##### RAW DATA

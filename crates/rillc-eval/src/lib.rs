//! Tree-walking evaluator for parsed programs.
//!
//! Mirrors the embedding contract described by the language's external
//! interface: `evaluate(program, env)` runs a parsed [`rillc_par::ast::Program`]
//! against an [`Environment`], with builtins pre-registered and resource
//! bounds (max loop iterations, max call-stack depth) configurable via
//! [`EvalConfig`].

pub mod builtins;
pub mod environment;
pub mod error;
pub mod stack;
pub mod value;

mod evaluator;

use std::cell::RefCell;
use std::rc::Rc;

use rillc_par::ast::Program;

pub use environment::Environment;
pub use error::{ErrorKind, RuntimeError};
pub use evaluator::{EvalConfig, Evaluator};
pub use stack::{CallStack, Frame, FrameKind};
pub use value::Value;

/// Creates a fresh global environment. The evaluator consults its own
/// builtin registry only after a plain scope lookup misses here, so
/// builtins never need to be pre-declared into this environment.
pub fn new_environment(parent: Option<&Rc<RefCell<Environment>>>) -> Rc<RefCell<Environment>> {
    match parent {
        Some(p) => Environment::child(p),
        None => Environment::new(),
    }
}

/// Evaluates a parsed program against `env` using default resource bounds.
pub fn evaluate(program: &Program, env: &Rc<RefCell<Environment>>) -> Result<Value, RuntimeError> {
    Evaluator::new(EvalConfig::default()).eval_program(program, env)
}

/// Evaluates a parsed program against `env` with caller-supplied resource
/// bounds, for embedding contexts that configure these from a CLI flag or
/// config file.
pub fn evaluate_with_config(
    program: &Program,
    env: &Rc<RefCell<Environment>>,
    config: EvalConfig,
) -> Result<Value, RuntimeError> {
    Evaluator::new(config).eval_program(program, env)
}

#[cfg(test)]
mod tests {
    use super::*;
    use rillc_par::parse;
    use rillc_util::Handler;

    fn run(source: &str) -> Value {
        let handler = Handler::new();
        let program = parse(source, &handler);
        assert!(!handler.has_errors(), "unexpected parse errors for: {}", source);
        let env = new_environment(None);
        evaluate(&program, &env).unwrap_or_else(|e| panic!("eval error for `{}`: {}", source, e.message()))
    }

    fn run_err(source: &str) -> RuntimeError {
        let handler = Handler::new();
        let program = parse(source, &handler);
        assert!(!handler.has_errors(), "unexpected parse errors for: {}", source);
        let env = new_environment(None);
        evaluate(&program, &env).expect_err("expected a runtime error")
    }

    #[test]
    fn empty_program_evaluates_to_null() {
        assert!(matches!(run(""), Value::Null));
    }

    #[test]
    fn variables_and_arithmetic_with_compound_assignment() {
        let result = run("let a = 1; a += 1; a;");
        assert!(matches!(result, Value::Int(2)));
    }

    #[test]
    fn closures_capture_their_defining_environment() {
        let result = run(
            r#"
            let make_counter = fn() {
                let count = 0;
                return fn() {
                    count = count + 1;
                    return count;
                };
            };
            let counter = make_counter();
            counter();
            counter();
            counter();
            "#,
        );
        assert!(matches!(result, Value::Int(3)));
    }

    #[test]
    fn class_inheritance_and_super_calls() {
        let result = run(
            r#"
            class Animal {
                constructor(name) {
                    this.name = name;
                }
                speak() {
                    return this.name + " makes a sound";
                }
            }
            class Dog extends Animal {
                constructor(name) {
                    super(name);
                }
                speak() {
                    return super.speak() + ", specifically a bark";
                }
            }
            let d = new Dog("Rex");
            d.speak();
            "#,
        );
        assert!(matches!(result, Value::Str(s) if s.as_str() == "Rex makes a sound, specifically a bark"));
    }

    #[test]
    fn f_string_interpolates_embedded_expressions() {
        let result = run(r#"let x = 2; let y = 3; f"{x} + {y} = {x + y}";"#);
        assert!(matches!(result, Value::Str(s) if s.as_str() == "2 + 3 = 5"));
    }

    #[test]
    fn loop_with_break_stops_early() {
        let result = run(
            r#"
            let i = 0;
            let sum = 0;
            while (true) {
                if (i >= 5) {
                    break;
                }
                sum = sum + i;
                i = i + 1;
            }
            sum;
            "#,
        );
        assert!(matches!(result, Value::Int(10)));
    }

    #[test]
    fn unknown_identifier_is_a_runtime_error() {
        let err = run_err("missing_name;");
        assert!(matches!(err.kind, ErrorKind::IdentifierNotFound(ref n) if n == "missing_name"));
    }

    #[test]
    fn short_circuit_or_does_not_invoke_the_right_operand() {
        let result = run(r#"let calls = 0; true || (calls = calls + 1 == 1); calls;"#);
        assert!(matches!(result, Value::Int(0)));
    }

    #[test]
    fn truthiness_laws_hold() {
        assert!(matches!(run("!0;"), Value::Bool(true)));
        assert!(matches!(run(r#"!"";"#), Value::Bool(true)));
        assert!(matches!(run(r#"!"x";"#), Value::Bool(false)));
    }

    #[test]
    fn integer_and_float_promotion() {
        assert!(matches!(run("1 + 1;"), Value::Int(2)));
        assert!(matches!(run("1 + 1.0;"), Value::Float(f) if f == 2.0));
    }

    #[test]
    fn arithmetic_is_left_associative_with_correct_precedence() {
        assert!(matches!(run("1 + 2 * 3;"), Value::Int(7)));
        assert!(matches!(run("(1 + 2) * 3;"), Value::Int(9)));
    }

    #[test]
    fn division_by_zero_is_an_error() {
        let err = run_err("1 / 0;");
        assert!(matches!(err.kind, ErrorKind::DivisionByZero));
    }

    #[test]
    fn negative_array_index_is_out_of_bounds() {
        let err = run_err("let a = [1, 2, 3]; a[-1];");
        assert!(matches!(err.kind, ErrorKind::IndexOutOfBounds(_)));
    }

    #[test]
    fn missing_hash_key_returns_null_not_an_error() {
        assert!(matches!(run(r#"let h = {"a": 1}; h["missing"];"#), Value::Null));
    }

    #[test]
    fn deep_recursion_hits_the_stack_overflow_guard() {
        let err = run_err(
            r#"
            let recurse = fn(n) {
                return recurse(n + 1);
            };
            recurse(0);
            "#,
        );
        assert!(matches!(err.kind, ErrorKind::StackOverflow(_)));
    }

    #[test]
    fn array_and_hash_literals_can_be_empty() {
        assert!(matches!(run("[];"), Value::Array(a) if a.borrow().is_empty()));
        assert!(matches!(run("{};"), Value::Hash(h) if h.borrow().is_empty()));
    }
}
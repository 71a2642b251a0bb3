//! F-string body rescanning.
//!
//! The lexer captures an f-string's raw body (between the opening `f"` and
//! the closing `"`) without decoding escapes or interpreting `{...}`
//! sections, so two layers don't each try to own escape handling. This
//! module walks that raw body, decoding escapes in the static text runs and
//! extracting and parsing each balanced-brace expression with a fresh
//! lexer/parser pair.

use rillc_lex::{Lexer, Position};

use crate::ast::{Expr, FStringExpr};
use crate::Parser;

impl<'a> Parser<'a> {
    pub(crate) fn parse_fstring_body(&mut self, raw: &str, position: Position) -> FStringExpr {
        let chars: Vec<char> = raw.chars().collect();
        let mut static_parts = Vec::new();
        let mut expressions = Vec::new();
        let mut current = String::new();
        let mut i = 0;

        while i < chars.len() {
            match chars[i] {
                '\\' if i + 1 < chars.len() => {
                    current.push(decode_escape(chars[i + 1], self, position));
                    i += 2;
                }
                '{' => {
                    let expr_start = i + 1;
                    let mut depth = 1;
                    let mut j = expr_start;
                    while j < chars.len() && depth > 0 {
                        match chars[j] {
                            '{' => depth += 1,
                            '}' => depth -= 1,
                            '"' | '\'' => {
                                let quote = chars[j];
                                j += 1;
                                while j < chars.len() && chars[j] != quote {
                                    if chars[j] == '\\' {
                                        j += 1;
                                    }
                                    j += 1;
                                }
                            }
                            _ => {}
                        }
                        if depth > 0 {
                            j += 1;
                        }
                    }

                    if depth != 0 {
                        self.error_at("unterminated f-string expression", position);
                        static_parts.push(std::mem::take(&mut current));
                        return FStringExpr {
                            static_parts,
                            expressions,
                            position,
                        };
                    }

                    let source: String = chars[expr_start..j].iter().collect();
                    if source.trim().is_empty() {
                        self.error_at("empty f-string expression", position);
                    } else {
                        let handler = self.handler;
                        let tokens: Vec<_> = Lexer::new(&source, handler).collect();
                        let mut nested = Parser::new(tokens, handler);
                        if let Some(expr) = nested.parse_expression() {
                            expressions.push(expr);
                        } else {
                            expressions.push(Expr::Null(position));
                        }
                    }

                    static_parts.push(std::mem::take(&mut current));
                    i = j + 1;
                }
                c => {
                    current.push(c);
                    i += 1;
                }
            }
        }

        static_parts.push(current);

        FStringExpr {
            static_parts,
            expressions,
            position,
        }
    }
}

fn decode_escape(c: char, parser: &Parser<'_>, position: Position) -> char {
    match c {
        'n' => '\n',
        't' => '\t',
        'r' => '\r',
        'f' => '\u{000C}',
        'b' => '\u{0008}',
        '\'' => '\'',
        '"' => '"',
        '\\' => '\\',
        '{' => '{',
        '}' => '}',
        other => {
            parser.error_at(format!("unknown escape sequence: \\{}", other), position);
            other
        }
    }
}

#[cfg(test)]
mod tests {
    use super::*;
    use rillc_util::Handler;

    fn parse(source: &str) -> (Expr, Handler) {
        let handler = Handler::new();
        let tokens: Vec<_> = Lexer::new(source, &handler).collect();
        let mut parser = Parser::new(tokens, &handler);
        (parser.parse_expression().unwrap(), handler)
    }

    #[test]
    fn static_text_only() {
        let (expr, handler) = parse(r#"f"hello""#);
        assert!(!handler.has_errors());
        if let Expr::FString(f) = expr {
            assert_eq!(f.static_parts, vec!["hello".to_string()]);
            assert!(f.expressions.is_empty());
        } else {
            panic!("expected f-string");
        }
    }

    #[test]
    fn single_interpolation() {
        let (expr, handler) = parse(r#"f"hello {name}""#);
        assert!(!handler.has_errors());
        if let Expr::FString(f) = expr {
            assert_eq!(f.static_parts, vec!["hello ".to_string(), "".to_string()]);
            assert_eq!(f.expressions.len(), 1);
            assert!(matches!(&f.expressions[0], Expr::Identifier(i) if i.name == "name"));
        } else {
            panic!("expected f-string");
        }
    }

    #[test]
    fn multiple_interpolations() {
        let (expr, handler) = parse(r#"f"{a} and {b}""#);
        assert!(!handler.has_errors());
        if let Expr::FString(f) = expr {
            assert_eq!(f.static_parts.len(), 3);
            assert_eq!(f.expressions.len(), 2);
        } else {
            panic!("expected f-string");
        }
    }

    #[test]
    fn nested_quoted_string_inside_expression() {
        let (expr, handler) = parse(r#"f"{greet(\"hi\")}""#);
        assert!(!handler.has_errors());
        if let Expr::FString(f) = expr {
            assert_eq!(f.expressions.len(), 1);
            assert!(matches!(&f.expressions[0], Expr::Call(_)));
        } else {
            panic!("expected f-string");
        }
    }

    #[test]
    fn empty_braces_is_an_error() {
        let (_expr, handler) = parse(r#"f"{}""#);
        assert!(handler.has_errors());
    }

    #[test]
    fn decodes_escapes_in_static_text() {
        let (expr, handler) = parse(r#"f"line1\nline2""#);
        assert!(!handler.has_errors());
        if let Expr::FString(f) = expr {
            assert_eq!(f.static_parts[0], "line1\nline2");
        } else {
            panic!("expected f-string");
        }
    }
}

##########

HOW TO COMPLETE THIS TASK: The output must consist solely of the lines from the first line of the records through the line containing "runs a parsed", reproduced exactly.

TASK SOLUTION:
filename crates/rillc-eval/src/lib.rs
//! Tree-walking evaluator for parsed programs.
//!
//! Mirrors the embedding contract described by the language's external
//! interface: `evaluate(program, env)` runs a parsed [`rillc_par::ast::Program`]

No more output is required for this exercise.